§ **Task instructions**:
From the data below, copy exactly the lines that lie between the one holding "translated into activities." and the one holding "pub fn set_sort_direction(&mut", including both, and nothing more.

##########

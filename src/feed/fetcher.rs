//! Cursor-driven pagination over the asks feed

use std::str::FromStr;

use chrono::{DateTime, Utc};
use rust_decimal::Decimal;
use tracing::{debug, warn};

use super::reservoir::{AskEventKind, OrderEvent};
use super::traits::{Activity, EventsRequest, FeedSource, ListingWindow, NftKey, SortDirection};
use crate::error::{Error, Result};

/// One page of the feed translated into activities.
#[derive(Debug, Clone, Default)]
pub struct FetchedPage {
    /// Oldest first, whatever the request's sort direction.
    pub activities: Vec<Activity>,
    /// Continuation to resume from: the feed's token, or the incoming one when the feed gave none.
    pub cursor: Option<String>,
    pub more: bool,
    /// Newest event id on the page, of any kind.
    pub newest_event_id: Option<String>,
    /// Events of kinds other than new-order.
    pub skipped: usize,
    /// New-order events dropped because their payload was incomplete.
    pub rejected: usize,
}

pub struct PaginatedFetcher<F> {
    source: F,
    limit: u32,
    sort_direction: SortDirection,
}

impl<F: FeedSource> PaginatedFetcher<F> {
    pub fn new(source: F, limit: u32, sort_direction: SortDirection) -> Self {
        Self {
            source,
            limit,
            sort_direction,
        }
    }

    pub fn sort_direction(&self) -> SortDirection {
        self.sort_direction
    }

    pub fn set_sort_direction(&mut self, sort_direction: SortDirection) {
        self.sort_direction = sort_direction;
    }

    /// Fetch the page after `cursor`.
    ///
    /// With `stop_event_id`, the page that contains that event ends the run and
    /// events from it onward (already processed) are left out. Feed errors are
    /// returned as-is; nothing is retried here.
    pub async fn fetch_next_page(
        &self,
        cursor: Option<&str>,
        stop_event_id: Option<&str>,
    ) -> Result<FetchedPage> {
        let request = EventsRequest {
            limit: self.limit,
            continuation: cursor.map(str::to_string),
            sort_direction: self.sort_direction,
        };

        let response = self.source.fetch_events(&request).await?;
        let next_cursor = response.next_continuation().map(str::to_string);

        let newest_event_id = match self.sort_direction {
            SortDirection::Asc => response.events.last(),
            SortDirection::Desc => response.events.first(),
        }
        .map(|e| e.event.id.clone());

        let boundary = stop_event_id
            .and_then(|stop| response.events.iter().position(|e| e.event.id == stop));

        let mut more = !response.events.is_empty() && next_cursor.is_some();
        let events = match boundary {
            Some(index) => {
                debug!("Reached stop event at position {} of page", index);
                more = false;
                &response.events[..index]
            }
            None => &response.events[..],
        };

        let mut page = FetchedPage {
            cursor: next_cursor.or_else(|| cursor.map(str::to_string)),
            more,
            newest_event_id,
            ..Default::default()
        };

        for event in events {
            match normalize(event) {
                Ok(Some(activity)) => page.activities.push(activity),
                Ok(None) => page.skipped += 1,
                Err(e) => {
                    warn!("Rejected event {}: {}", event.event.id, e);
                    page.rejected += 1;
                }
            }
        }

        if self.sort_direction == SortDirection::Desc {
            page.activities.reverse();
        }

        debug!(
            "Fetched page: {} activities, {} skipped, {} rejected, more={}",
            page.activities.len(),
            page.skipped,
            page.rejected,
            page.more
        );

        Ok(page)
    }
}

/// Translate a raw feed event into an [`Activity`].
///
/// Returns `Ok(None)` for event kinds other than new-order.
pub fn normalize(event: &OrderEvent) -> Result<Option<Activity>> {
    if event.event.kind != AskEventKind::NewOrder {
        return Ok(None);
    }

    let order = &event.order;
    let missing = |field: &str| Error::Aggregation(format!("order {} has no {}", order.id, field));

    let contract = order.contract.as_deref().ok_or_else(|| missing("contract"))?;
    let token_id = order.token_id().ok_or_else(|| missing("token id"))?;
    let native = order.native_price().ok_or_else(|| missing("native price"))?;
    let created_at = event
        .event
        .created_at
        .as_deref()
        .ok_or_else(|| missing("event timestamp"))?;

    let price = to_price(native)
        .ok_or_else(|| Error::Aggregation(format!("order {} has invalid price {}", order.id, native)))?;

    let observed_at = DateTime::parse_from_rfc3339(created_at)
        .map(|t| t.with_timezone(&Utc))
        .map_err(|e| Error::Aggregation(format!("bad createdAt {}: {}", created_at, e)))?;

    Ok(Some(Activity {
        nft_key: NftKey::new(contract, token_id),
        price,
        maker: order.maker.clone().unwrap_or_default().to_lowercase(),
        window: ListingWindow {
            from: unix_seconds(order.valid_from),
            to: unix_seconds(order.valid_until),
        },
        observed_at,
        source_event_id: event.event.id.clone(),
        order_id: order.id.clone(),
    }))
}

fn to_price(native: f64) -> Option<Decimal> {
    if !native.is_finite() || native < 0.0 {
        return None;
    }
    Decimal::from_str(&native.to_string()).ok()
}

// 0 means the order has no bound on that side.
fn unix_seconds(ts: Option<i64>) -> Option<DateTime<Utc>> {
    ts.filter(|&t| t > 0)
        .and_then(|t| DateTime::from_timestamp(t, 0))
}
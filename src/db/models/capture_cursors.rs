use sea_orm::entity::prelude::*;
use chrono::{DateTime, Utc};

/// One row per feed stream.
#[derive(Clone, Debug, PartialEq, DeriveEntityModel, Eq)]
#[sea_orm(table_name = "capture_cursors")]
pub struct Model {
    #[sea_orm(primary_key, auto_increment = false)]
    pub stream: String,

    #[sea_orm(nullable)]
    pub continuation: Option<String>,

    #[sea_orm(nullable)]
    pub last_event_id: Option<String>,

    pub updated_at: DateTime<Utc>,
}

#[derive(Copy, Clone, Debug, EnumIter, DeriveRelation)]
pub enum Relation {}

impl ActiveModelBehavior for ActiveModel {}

##########

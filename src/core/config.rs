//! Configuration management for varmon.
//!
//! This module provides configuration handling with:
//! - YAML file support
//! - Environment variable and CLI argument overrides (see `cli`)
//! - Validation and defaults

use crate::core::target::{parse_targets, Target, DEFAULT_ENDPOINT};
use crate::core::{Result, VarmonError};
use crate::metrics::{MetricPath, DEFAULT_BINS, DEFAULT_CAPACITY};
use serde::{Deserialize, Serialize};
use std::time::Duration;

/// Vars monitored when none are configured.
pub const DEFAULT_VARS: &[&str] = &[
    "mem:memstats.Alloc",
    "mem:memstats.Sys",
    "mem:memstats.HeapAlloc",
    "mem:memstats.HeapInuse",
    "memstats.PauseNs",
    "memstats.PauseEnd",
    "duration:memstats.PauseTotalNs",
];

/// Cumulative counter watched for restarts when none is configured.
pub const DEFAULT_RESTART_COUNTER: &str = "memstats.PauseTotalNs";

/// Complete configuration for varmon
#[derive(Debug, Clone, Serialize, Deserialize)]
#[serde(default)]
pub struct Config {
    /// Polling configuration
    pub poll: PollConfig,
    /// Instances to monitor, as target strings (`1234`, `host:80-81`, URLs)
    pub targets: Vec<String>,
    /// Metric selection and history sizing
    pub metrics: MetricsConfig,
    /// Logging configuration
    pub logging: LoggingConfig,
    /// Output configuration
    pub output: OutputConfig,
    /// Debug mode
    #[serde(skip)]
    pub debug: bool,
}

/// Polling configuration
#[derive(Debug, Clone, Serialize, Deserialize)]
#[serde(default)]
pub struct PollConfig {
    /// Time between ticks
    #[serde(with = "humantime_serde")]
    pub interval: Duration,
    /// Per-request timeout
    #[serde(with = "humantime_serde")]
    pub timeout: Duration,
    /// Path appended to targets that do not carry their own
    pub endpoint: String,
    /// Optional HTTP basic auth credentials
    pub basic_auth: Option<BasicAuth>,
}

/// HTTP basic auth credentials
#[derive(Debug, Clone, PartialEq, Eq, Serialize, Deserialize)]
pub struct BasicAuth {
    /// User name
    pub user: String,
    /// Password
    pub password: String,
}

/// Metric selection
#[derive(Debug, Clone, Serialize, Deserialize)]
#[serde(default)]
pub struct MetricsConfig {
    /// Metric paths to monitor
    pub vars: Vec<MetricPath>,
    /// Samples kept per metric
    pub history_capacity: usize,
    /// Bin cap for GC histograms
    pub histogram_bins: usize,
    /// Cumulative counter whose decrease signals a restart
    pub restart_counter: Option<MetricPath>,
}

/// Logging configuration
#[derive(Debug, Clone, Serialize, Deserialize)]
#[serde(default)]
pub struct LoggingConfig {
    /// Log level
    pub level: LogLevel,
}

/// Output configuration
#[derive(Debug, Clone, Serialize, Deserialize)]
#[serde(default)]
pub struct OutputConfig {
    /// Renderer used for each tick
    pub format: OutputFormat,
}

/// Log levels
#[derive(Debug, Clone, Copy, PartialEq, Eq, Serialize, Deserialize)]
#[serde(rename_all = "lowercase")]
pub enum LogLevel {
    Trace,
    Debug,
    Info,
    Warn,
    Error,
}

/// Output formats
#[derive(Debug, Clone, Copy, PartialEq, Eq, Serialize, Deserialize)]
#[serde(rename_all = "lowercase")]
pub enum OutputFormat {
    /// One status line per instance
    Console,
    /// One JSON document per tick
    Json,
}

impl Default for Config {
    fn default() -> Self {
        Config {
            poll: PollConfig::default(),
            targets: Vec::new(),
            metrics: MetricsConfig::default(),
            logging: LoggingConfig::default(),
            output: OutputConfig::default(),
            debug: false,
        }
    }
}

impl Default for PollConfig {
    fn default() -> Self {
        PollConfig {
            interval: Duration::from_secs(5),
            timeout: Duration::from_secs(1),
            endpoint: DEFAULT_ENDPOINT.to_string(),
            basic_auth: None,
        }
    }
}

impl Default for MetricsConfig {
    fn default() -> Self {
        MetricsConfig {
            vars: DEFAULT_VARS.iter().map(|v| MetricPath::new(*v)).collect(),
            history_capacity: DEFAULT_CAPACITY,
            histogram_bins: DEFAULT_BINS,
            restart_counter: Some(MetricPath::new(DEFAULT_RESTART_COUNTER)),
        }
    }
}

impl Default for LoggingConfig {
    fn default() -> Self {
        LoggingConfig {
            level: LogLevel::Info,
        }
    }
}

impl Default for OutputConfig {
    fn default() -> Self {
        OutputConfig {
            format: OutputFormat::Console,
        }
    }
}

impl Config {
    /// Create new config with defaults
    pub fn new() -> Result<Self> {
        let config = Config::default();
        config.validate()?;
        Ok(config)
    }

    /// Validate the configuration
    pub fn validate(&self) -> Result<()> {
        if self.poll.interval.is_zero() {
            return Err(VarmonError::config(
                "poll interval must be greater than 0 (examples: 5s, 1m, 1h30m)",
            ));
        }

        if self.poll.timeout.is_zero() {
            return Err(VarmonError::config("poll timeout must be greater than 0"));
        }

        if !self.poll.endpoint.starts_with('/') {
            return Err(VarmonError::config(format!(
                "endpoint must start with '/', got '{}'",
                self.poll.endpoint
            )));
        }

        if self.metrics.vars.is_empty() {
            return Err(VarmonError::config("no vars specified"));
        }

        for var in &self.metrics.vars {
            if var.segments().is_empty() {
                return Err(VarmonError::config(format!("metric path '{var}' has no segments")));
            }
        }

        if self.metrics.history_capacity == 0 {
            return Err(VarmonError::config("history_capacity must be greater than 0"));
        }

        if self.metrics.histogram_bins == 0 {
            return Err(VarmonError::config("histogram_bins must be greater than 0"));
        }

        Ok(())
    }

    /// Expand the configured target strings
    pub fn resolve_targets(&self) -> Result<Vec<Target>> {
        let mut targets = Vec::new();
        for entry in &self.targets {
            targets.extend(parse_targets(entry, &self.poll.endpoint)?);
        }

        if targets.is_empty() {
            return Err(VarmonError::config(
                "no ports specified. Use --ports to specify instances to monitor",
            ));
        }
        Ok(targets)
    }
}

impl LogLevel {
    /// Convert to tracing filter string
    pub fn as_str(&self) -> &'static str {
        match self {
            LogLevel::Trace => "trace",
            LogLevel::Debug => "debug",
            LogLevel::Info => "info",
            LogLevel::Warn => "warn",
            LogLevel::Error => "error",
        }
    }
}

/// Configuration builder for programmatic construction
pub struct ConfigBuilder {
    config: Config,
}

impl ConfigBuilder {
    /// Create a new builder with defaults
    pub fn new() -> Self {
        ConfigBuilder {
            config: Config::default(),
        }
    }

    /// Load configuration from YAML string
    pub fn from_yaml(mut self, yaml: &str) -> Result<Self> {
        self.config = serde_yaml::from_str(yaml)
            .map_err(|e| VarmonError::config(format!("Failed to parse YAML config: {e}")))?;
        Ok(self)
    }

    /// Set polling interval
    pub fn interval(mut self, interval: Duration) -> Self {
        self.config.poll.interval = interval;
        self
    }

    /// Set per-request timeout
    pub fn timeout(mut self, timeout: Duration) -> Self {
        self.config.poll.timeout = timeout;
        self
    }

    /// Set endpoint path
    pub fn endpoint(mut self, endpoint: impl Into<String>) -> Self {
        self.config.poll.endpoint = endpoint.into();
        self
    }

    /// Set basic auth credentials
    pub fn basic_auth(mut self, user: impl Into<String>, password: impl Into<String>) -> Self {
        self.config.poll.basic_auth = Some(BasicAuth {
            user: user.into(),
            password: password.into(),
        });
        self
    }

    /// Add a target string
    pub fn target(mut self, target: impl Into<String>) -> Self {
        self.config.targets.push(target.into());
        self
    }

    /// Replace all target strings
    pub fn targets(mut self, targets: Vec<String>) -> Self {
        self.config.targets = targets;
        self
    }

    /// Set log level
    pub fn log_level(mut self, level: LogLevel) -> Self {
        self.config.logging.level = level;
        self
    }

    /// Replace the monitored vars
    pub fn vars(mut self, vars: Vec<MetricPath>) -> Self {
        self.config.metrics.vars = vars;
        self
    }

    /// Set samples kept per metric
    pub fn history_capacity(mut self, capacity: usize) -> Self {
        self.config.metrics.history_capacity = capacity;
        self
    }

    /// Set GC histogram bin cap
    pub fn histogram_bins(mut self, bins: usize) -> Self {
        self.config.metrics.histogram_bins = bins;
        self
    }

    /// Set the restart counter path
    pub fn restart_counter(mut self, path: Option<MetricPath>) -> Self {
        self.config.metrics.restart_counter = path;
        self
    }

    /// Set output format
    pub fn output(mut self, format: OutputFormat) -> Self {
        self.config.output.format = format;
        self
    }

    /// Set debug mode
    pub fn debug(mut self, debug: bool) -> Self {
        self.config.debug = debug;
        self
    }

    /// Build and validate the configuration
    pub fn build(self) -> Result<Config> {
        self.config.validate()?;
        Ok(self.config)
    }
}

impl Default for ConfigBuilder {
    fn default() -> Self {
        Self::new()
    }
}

##########

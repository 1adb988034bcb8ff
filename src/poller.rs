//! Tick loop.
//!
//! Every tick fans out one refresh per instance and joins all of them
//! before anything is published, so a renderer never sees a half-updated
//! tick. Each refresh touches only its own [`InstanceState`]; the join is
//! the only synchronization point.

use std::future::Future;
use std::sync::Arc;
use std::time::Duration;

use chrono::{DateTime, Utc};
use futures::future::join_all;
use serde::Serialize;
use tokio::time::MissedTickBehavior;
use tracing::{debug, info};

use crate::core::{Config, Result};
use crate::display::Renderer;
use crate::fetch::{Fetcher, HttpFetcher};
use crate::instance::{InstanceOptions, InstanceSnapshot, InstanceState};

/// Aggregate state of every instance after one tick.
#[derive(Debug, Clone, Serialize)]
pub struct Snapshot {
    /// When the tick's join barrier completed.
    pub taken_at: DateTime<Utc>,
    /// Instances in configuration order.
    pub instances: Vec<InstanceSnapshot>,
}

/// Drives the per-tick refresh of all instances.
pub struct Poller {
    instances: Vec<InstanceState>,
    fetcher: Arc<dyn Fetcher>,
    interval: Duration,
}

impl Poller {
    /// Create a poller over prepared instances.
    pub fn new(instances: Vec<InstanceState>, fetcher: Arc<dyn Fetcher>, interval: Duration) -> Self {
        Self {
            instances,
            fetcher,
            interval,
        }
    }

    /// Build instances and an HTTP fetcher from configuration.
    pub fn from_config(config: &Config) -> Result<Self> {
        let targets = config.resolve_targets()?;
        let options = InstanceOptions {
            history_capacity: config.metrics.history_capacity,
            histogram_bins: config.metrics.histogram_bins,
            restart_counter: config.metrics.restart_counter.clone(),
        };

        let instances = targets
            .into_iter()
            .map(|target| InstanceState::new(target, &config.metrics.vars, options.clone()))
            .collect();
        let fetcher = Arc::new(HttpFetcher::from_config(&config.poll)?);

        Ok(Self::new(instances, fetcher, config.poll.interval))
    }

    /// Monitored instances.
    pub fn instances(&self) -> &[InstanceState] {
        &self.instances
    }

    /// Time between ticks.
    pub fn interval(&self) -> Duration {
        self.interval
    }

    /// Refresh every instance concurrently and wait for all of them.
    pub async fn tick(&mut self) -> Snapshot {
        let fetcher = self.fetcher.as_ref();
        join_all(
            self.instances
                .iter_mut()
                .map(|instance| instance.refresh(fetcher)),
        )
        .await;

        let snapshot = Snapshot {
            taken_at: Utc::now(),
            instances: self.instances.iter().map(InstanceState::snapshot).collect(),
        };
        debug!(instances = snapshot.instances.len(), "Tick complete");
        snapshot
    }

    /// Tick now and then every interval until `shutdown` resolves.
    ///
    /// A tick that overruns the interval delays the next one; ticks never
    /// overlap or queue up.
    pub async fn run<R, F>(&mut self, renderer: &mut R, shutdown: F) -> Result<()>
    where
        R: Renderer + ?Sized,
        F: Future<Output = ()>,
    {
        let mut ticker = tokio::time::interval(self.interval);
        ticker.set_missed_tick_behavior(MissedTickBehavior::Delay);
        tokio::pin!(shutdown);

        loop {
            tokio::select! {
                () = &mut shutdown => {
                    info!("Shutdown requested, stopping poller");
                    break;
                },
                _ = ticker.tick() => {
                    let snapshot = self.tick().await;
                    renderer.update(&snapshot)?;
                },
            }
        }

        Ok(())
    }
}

##########

§ **Exercise solution**:
/// One page of the feed translated into activities.
#[derive(Debug, Clone, Default)]
pub struct FetchedPage {
    /// Oldest first, whatever the request's sort direction.
    pub activities: Vec<Activity>,
    /// Continuation to resume from: the feed's token, or the incoming one when the feed gave none.
    pub cursor: Option<String>,
    pub more: bool,
    /// Newest event id on the page, of any kind.
    pub newest_event_id: Option<String>,
    /// Events of kinds other than new-order.
    pub skipped: usize,
    /// New-order events dropped because their payload was incomplete.
    pub rejected: usize,
}

pub struct PaginatedFetcher<F> {
    source: F,
    limit: u32,
    sort_direction: SortDirection,
}

impl<F: FeedSource> PaginatedFetcher<F> {
    pub fn new(source: F, limit: u32, sort_direction: SortDirection) -> Self {
        Self {
            source,
            limit,
            sort_direction,
        }
    }

    pub fn sort_direction(&self) -> SortDirection {
        self.sort_direction
    }

    pub fn set_sort_direction(&mut self, sort_direction: SortDirection) {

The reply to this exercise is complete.